Portugal quer megarreserva ambiental no mar dos Açores
Área protegida em torno das ilhas vai preservar espécies e colocar o país na vanguarda da conservação
Pequeno em terra mas gigante no mar, Portugal deu início a um ousado projeto para transformar 15% do mar dos Açores em áreas marinhas totalmente protegidas. A nova reserva somada tomará 150 mil km2 de oceano em torno das nove ilhas, um acréscimo significativo aos 50 mil km2 já protegidos.
Situado no Atlântico Norte, a 1.500 km da costa portuguesa, o arquipélago dos Açores é um hub da biodiversidade marinha. Por ali transitam espécies migratórias do Atlântico Norte e do Sul, do Mediterrâneo e de zonas tropicais, fazendo da área um raro encontro de ecossistemas. Graças às ilhas açorianas, Portugal integra o pelotão das nações com mais oceano sob sua responsabilidade, em 20º lugar.
A criação das novas reservas marinhas, portanto, tem potencial para colocar Portugal na vanguarda dos projetos de conservação do mar. O projeto, batizado de Blue Azores, nasceu como um esforço conjunto do governo dos Açores e duas entidades privadas: a Fundação Oceano Azul, ligada ao grupo do aquário de Lisboa, e a americana Waitt Fundation, especialista em parcerias público-privadas para a sustentabilidade do mar.
“Portugal será um exemplo para a Europa e para o mundo”, declarou o presidente da República, Marcelo Rebelo de Sousa, sobre a iniciativa, anunciada no final de fevereiro, em Horta, na ilha do Faial.
O programa para a conservação do mar dos Açores foi deslanchado há dois anos, com uma expedição científica patrocinada pelas fundações em parceria com a National Geographic e com a participação da Universidade dos Açores e da Marinha. A segunda missão, em 2018, completou o trabalho que envolveu 28 pesquisadores de nove países, em mais de 600 mergulhos e 60 horas de monitoramento por veículos operados remotamente para perscrutar o oceano onde a luz não chega. A missão mapeou mais de 21 mil km2 do fundo do mar.

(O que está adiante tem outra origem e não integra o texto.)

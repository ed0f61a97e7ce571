//! Frame classification seam.
//!
//! The model is an injected dependency: construct one classifier at startup,
//! hand it to the pipeline by reference, reuse it across videos. The core
//! never initializes or caches a model itself.

use log::warn;
use thiserror::Error;

use crate::core::taxonomy;
use crate::core::video::frame::Frame;

#[derive(Debug, Error)]
pub enum ClassifyError {
    #[error("bad input frame: {0}")]
    BadInput(String),
    #[error("inference failed: {0}")]
    Inference(String),
}

/// Maps one sampled frame to one taxonomy label.
///
/// A per-frame failure is recoverable: the pipeline logs it and leaves a gap
/// in the prediction map instead of aborting the run.
pub trait FrameClassifier: Send + Sync {
    fn classify(&self, frame: &Frame) -> Result<String, ClassifyError>;
}

/// Model class index → taxonomy label. Indices outside the taxonomy fall back
/// to the `Unknown` sentinel, which is grouped and counted like any label.
pub fn label_from_class_index(class_index: usize) -> String {
    match taxonomy::label_for_index(class_index) {
        Some(label) => label.to_string(),
        None => {
            warn!("class index {class_index} outside taxonomy, mapping to Unknown");
            taxonomy::UNKNOWN_LABEL.to_string()
        }
    }
}

type LabelFn = Box<dyn Fn(u64) -> Result<String, ClassifyError> + Send + Sync>;

/// Pattern-driven classifier for tests and wiring checks - labels frames by
/// extraction index without touching pixels.
pub struct MockClassifier {
    pattern: LabelFn,
}

impl MockClassifier {
    pub fn with_pattern(
        pattern: impl Fn(u64) -> Result<String, ClassifyError> + Send + Sync + 'static,
    ) -> Self {
        Self {
            pattern: Box::new(pattern),
        }
    }

    /// Same label for every frame.
    pub fn constant(label: impl Into<String>) -> Self {
        let label = label.into();
        Self::with_pattern(move |_| Ok(label.clone()))
    }

    /// Labels by index, failing at the listed indices.
    pub fn with_labels_failing_at(
        label_at: impl Fn(u64) -> String + Send + Sync + 'static,
        failing: Vec<u64>,
    ) -> Self {
        Self::with_pattern(move |index| {
            if failing.contains(&index) {
                Err(ClassifyError::Inference(format!(
                    "mock failure at frame {index}"
                )))
            } else {
                Ok(label_at(index))
            }
        })
    }
}

impl FrameClassifier for MockClassifier {
    fn classify(&self, frame: &Frame) -> Result<String, ClassifyError> {
        (self.pattern)(frame.index)
    }
}
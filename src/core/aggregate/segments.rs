use crate::core::aggregate::predictions::PredictionMap;
use crate::core::error::AnalysisError;

/// A maximal run of identical labels, as a time interval in seconds.
///
/// Boundaries keep full precision; only `display()` rounds.
#[derive(Debug, Clone, PartialEq)]
pub struct Segment {
    pub label: String,
    pub start_time: f64,
    pub end_time: f64,
}

impl Segment {
    fn from_frames(label: &str, start_frame: u64, end_frame: u64, fps: f64) -> Self {
        Self {
            label: label.to_string(),
            start_time: frame_to_seconds(start_frame, fps),
            end_time: frame_to_seconds(end_frame, fps),
        }
    }

    /// Timeline line, e.g. `"10.00-25.30s: polyps"`.
    pub fn display(&self) -> String {
        format!("{:.2}-{:.2}s: {}", self.start_time, self.end_time, self.label)
    }
}

/// Extraction index → seconds under the sampling cadence. Full precision,
/// used for all segment boundaries.
pub fn frame_to_seconds(frame_index: u64, fps: f64) -> f64 {
    frame_index as f64 / fps
}

/// Seconds rounded to 2 decimals. Logging and display only, never used in
/// comparison logic.
pub fn rounded_seconds(seconds: f64) -> f64 {
    (seconds * 100.0).round() / 100.0
}

pub(crate) fn validate_fps(fps: f64) -> Result<(), AnalysisError> {
    if !fps.is_finite() || fps <= 0.0 {
        return Err(AnalysisError::InvalidFps(fps));
    }
    Ok(())
}

/// Compress the prediction map into maximal same-label runs.
///
/// A segment stays open across gaps in the key sequence as long as the label
/// is unchanged; its end frame is always the last index actually present with
/// that label, never an interpolated one. Every present key lands in exactly
/// one segment.
pub fn aggregate_segments(
    predictions: &PredictionMap,
    fps: f64,
) -> Result<Vec<Segment>, AnalysisError> {
    validate_fps(fps)?;

    let mut segments = Vec::new();
    let mut current_label: Option<&str> = None;
    let mut start_frame = 0u64;
    let mut last_frame = 0u64;

    for (&frame_index, label) in predictions.iter() {
        match current_label {
            Some(current) if current == label.as_str() => {
                last_frame = frame_index;
            }
            Some(current) => {
                segments.push(Segment::from_frames(current, start_frame, last_frame, fps));
                current_label = Some(label.as_str());
                start_frame = frame_index;
                last_frame = frame_index;
            }
            None => {
                current_label = Some(label.as_str());
                start_frame = frame_index;
                last_frame = frame_index;
            }
        }
    }

    if let Some(current) = current_label {
        segments.push(Segment::from_frames(current, start_frame, last_frame, fps));
    }

    Ok(segments)
}
use std::collections::BTreeMap;

use crate::core::error::AnalysisError;

/// Per-frame predictions for one video, keyed by extraction index.
///
/// Keys need not be contiguous: a frame whose classification failed is simply
/// absent. Iteration is always in numeric index order. The map is built once
/// per run and read-only afterwards.
#[derive(Debug, Clone, Default, PartialEq)]
pub struct PredictionMap {
    frames: BTreeMap<u64, String>,
}

impl PredictionMap {
    pub fn new() -> Self {
        Self::default()
    }

    /// Insert one prediction. Duplicate indices violate the sampler contract.
    pub fn insert(&mut self, index: u64, label: impl Into<String>) -> Result<(), AnalysisError> {
        if self.frames.insert(index, label.into()).is_some() {
            return Err(AnalysisError::DuplicateFrame(index));
        }
        Ok(())
    }

    pub fn get(&self, index: u64) -> Option<&str> {
        self.frames.get(&index).map(String::as_str)
    }

    pub fn len(&self) -> usize {
        self.frames.len()
    }

    pub fn is_empty(&self) -> bool {
        self.frames.is_empty()
    }

    /// Iterate `(index, label)` in ascending index order.
    pub fn iter(&self) -> impl Iterator<Item = (&u64, &String)> {
        self.frames.iter()
    }

    pub fn labels(&self) -> impl Iterator<Item = &str> {
        self.frames.values().map(String::as_str)
    }

    pub fn distinct_label_count(&self) -> usize {
        let mut seen: Vec<&str> = self.labels().collect();
        seen.sort_unstable();
        seen.dedup();
        seen.len()
    }
}

#[cfg(test)]
mod tests {
    use super::*;

    #[test]
    fn test_insert_and_order() {
        let mut map = PredictionMap::new();
        map.insert(5, "B").unwrap();
        map.insert(0, "A").unwrap();
        map.insert(3, "A").unwrap();

        let indices: Vec<u64> = map.iter().map(|(&i, _)| i).collect();
        assert_eq!(indices, vec![0, 3, 5]);
        assert_eq!(map.get(3), Some("A"));
        assert_eq!(map.get(4), None);
    }

    #[test]
    fn test_duplicate_index_rejected() {
        let mut map = PredictionMap::new();
        map.insert(1, "A").unwrap();
        let err = map.insert(1, "B").unwrap_err();
        assert!(matches!(err, AnalysisError::DuplicateFrame(1)));
    }

    #[test]
    fn test_distinct_label_count() {
        let mut map = PredictionMap::new();
        map.insert(0, "A").unwrap();
        map.insert(1, "B").unwrap();
        map.insert(2, "A").unwrap();
        assert_eq!(map.distinct_label_count(), 2);
        assert!(PredictionMap::new().is_empty());
    }
}
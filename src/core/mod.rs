pub mod aggregate;
pub mod classifier;
pub mod error;
pub mod pipeline;
pub mod taxonomy;
pub mod video;
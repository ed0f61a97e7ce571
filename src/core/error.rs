use thiserror::Error;

#[derive(Debug, Error)]
pub enum AnalysisError {
    #[error("IO error: {0}")]
    Io(#[from] std::io::Error),
    #[error("image decode error: {0}")]
    Image(#[from] image::ImageError),
    #[error("invalid sampling fps: {0}")]
    InvalidFps(f64),
    #[error("duplicate frame index: {0}")]
    DuplicateFrame(u64),
}
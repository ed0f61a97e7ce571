//! Video analysis facade.

use log::{info, warn};
use std::path::Path;

use crate::api::models::report::VideoReport;
use crate::core::classifier::FrameClassifier;
use crate::core::error::AnalysisError;
use crate::core::pipeline::{AnalysisConfig, AnalysisPipeline};
use crate::core::video::{Frame, FrameStore};

/// Analyzes one video's sampled frames into a timeline report.
///
/// The classifier is constructed once by the host and moved in; the analyzer
/// reuses it across videos and never re-initializes it mid-run. Scheduling
/// (inline, worker pool, job queue) is the host's concern - `analyze_dir` is
/// a plain synchronous call.
pub struct VideoAnalyzer {
    classifier: Box<dyn FrameClassifier>,
    pipeline: AnalysisPipeline,
}

impl VideoAnalyzer {
    pub fn new(classifier: Box<dyn FrameClassifier>) -> Self {
        Self::with_config(classifier, AnalysisConfig::default())
    }

    pub fn with_config(classifier: Box<dyn FrameClassifier>, config: AnalysisConfig) -> Self {
        info!("VideoAnalyzer: created");
        Self {
            classifier,
            pipeline: AnalysisPipeline::with_config(config),
        }
    }

    /// Analyze the sampled frames of one video.
    ///
    /// `frames_dir` is the sampler's output directory (`frame_0000.jpg`, ...);
    /// `fps` is the sampling cadence used to extract them. A frame that fails
    /// to decode is skipped like a failed classification, leaving a gap.
    pub fn analyze_dir(&self, frames_dir: &Path, fps: f64) -> Result<VideoReport, AnalysisError> {
        let store = FrameStore::new(frames_dir);
        let files = store.scan()?;
        info!("analyzing {} frames from {}", files.len(), frames_dir.display());

        let frames: Vec<Frame> = files
            .iter()
            .filter_map(|file| match store.load(file) {
                Ok(frame) => Some(frame),
                Err(err) => {
                    warn!("frame {} unreadable, skipping: {err}", file.index);
                    None
                }
            })
            .collect();

        let analysis = self.pipeline.analyze(&frames, self.classifier.as_ref(), fps)?;
        Ok(VideoReport::from_analysis(&analysis))
    }
}
use serde::{Deserialize, Serialize};
use std::collections::BTreeMap;

use crate::core::pipeline::VideoAnalysis;
use crate::core::taxonomy;
use crate::core::video::sampler::frame_file_name;

/// One timeline row for display.
#[derive(Debug, Clone, Serialize, Deserialize)]
pub struct SegmentEntry {
    pub label: String,
    #[serde(rename = "startTime")]
    pub start_time: f64,
    #[serde(rename = "endTime")]
    pub end_time: f64,
    /// Pre-rendered `"10.00-25.30s: polyps"` line, 2 decimals.
    pub display: String,
}

/// Presentation-ready result of one video run.
///
/// Exemplars are resolved to frame file names here; the aggregation core only
/// ever deals in frame indices.
#[derive(Debug, Clone, Serialize, Deserialize)]
pub struct VideoReport {
    pub timeline: Vec<SegmentEntry>,
    /// Label → frame count over the whole video.
    pub occurrences: BTreeMap<String, u64>,
    /// Label → file name of the first frame showing it.
    #[serde(rename = "exemplarFiles")]
    pub exemplar_files: BTreeMap<String, String>,
    /// Label → clinical description, where the taxonomy has one.
    pub descriptions: BTreeMap<String, String>,
    #[serde(rename = "framesClassified")]
    pub frames_classified: usize,
}

impl VideoReport {
    pub fn from_analysis(analysis: &VideoAnalysis) -> Self {
        let timeline = analysis
            .segments
            .iter()
            .map(|s| SegmentEntry {
                label: s.label.clone(),
                start_time: s.start_time,
                end_time: s.end_time,
                display: s.display(),
            })
            .collect();

        let exemplar_files = analysis
            .exemplars
            .iter()
            .map(|(label, &index)| (label.clone(), frame_file_name(index)))
            .collect();

        let descriptions = analysis
            .occurrences
            .keys()
            .filter_map(|label| {
                taxonomy::description_for(label).map(|d| (label.clone(), d.to_string()))
            })
            .collect();

        Self {
            timeline,
            occurrences: analysis.occurrences.clone(),
            exemplar_files,
            descriptions,
            frames_classified: analysis.frames_classified,
        }
    }

    pub fn to_json(&self) -> serde_json::Result<String> {
        serde_json::to_string_pretty(self)
    }
}

#[cfg(test)]
mod tests {
    use super::*;
    use crate::core::aggregate::Segment;

    fn sample_analysis() -> VideoAnalysis {
        let label = "lower-gi-tract/pathological-findings/polyps";
        VideoAnalysis {
            segments: vec![Segment {
                label: label.to_string(),
                start_time: 10.0,
                end_time: 25.3,
            }],
            occurrences: BTreeMap::from([(label.to_string(), 16)]),
            exemplars: BTreeMap::from([(label.to_string(), 10)]),
            frames_classified: 16,
        }
    }

    #[test]
    fn test_report_from_analysis() {
        let report = VideoReport::from_analysis(&sample_analysis());
        let label = "lower-gi-tract/pathological-findings/polyps";

        assert_eq!(report.timeline.len(), 1);
        assert_eq!(report.timeline[0].display, format!("10.00-25.30s: {label}"));
        assert_eq!(
            report.exemplar_files.get(label),
            Some(&"frame_0010.jpg".to_string())
        );
        assert!(report.descriptions.get(label).is_some());
        assert_eq!(report.frames_classified, 16);
    }

    #[test]
    fn test_unknown_label_has_no_description() {
        let mut analysis = sample_analysis();
        analysis.occurrences.insert("Unknown".to_string(), 2);

        let report = VideoReport::from_analysis(&analysis);
        assert!(report.descriptions.get("Unknown").is_none());
    }

    #[test]
    fn test_json_round_trip() {
        let report = VideoReport::from_analysis(&sample_analysis());
        let json = report.to_json().unwrap();
        let parsed: VideoReport = serde_json::from_str(&json).unwrap();

        assert_eq!(parsed.timeline.len(), report.timeline.len());
        assert_eq!(parsed.occurrences, report.occurrences);
        assert_eq!(parsed.exemplar_files, report.exemplar_files);
    }
}
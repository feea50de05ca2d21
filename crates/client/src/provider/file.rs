//! Local file-system backend.
//!
//! Stores one JSON document per constants table below a root directory:
//! the table at `/fcal/gains` lives in `<root>/fcal/gains.json`. Each
//! document declares its columns once and per-variation lists of
//! assignments bounded by run ranges and stamped with a validity time:
//!
//! ```json
//! {
//!   "columns": [{ "name": "gain", "column_type": "double" }],
//!   "variations": {
//!     "default": [
//!       { "run_min": 0, "run_max": 999, "time": 1700000000, "rows": [["1.02"]] }
//!     ]
//!   }
//! }
//! ```

use std::{
    fs,
    path::{Path, PathBuf},
};

use caldb_types::{Assignment, CaldbError, Column, ResolvedRequest, TypeTable};
use serde::Deserialize;
use tracing::debug;

use super::{Provider, glob_to_regex};

/// Variation every lookup falls back to when the requested variation has
/// no matching assignment.
const DEFAULT_VARIATION: &str = "default";

/// On-disk table document.
#[derive(Debug, Deserialize)]
struct TableDocument {
    #[serde(default)]
    columns: Vec<Column>,
    variations: indexmap::IndexMap<String, Vec<AssignmentEntry>>,
}

/// One stored assignment: rows valid for a run range, stamped with the
/// time the constants became valid.
#[derive(Debug, Deserialize)]
struct AssignmentEntry {
    #[serde(default)]
    run_min: i64,
    /// Inclusive upper bound; open-ended when absent.
    run_max: Option<i64>,
    #[serde(default)]
    time: i64,
    rows: Vec<Vec<String>>,
}

impl AssignmentEntry {
    fn covers_run(&self, run: i64) -> bool {
        run >= self.run_min && self.run_max.is_none_or(|max| run <= max)
    }
}

/// Backend reading constants from a directory of JSON table documents.
///
/// The connection string is the root directory, with or without a
/// `file://` prefix.
#[derive(Debug, Default)]
pub struct FileProvider {
    root: Option<PathBuf>,
    connection_string: String,
}

impl FileProvider {
    pub fn new() -> Self {
        Self::default()
    }

    fn root(&self) -> Result<&Path, CaldbError> {
        self.root
            .as_deref()
            .ok_or_else(|| CaldbError::provider("file provider is not connected"))
    }

    fn table_file(&self, path: &str) -> Result<PathBuf, CaldbError> {
        let relative = path.trim_start_matches('/');
        Ok(self.root()?.join(format!("{relative}.json")))
    }

    fn load_document(&self, path: &str) -> Result<Option<TableDocument>, CaldbError> {
        let file = self.table_file(path)?;
        if !file.is_file() {
            return Ok(None);
        }
        let content = fs::read_to_string(&file)
            .map_err(|e| CaldbError::provider(format!("cannot read '{}': {e}", file.display())))?;
        let document = serde_json::from_str(&content)
            .map_err(|e| CaldbError::provider(format!("malformed table '{}': {e}", file.display())))?;
        Ok(Some(document))
    }

    /// Picks the matching assignment: run range must cover the run, the
    /// validity time must not exceed the constraint when one is present,
    /// and among the survivors the newest validity time wins.
    fn select_entry<'a>(
        entries: &'a [AssignmentEntry],
        run: i64,
        time: Option<i64>,
    ) -> Option<&'a AssignmentEntry> {
        entries
            .iter()
            .filter(|entry| entry.covers_run(run))
            .filter(|entry| time.is_none_or(|limit| entry.time <= limit))
            .max_by_key(|entry| entry.time)
    }
}

impl Provider for FileProvider {
    fn connect(&mut self, connection_string: &str) -> Result<(), CaldbError> {
        let raw = connection_string
            .strip_prefix("file://")
            .unwrap_or(connection_string);
        let root = PathBuf::from(raw);
        if !root.is_dir() {
            return Err(CaldbError::provider(format!(
                "'{}' is not a directory",
                root.display()
            )));
        }
        debug!(root = %root.display(), "file provider connected");
        self.root = Some(root);
        self.connection_string = connection_string.to_string();
        Ok(())
    }

    fn disconnect(&mut self) {
        self.root = None;
    }

    fn is_connected(&self) -> bool {
        self.root.is_some()
    }

    fn connection_string(&self) -> String {
        self.connection_string.clone()
    }

    fn get_assignment(
        &mut self,
        run: i64,
        path: &str,
        variation: &str,
        time: Option<i64>,
        load_columns: bool,
    ) -> Result<Option<Assignment>, CaldbError> {
        let Some(document) = self.load_document(path)? else {
            return Ok(None);
        };

        let mut selected = document
            .variations
            .get(variation)
            .and_then(|entries| Self::select_entry(entries, run, time));
        // Named variations without a matching assignment fall back to the
        // default variation chain.
        if selected.is_none() && variation != DEFAULT_VARIATION {
            selected = document
                .variations
                .get(DEFAULT_VARIATION)
                .and_then(|entries| Self::select_entry(entries, run, time));
        }
        let Some(entry) = selected else {
            return Ok(None);
        };

        let table = TypeTable {
            full_path: path.to_string(),
            columns: if load_columns { document.columns.clone() } else { Vec::new() },
        };
        let request = ResolvedRequest {
            path: path.to_string(),
            run,
            variation: variation.to_string(),
            time: time.unwrap_or(0),
            load_columns,
        };
        Ok(Some(Assignment::new(table, entry.rows.clone(), request)))
    }

    fn search_type_tables(&mut self, pattern: &str) -> Result<Vec<TypeTable>, CaldbError> {
        let matcher = glob_to_regex(pattern)?;
        let root = self.root()?.to_path_buf();
        let mut files = Vec::new();
        collect_json_files(&root, &mut files)?;

        let mut tables = Vec::new();
        for file in files {
            let relative = file
                .strip_prefix(&root)
                .map_err(|e| CaldbError::provider(e.to_string()))?;
            let full_path = format!(
                "/{}",
                relative.with_extension("").to_string_lossy().replace('\\', "/")
            );
            if !matcher.is_match(&full_path) {
                continue;
            }
            tables.push(TypeTable {
                full_path,
                columns: Vec::new(),
            });
        }
        tables.sort_by(|a, b| a.full_path.cmp(&b.full_path));
        Ok(tables)
    }
}

fn collect_json_files(dir: &Path, out: &mut Vec<PathBuf>) -> Result<(), CaldbError> {
    let entries = fs::read_dir(dir)
        .map_err(|e| CaldbError::provider(format!("cannot list '{}': {e}", dir.display())))?;
    for entry in entries {
        let entry = entry.map_err(|e| CaldbError::provider(e.to_string()))?;
        let path = entry.path();
        if path.is_dir() {
            collect_json_files(&path, out)?;
        } else if path.extension().is_some_and(|ext| ext == "json") {
            out.push(path);
        }
    }
    Ok(())
}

Entre as importantes descobertas registradas pela expedição está um campo hidrotermal a mais de 500 metros de profundidade, um local por onde aflora água aquecida rica em minerais raros. A água brota por meio de “chaminés” naturais em torno das quais proliferam microrganismos.
“Esses seres não precisam da luz do sol, transformam energia química em matéria orgânica e nos dão pistas sobre a origem da vida”, explica o biólogo Emanuel Gonçalves, da Fundação Oceano Azul.
O arquipélago de Açores tem origem vulcânica e está fincado sobre o encontro de três placas tectônicas, onde cordilheiras submarinas e vulcões compõem um paraíso exótico no fundo e fora do mar. Prados verdes em contraste com o mar de azul profundo atraem turistas e velejadores. A observação de baleias é das atividades mais difundidas.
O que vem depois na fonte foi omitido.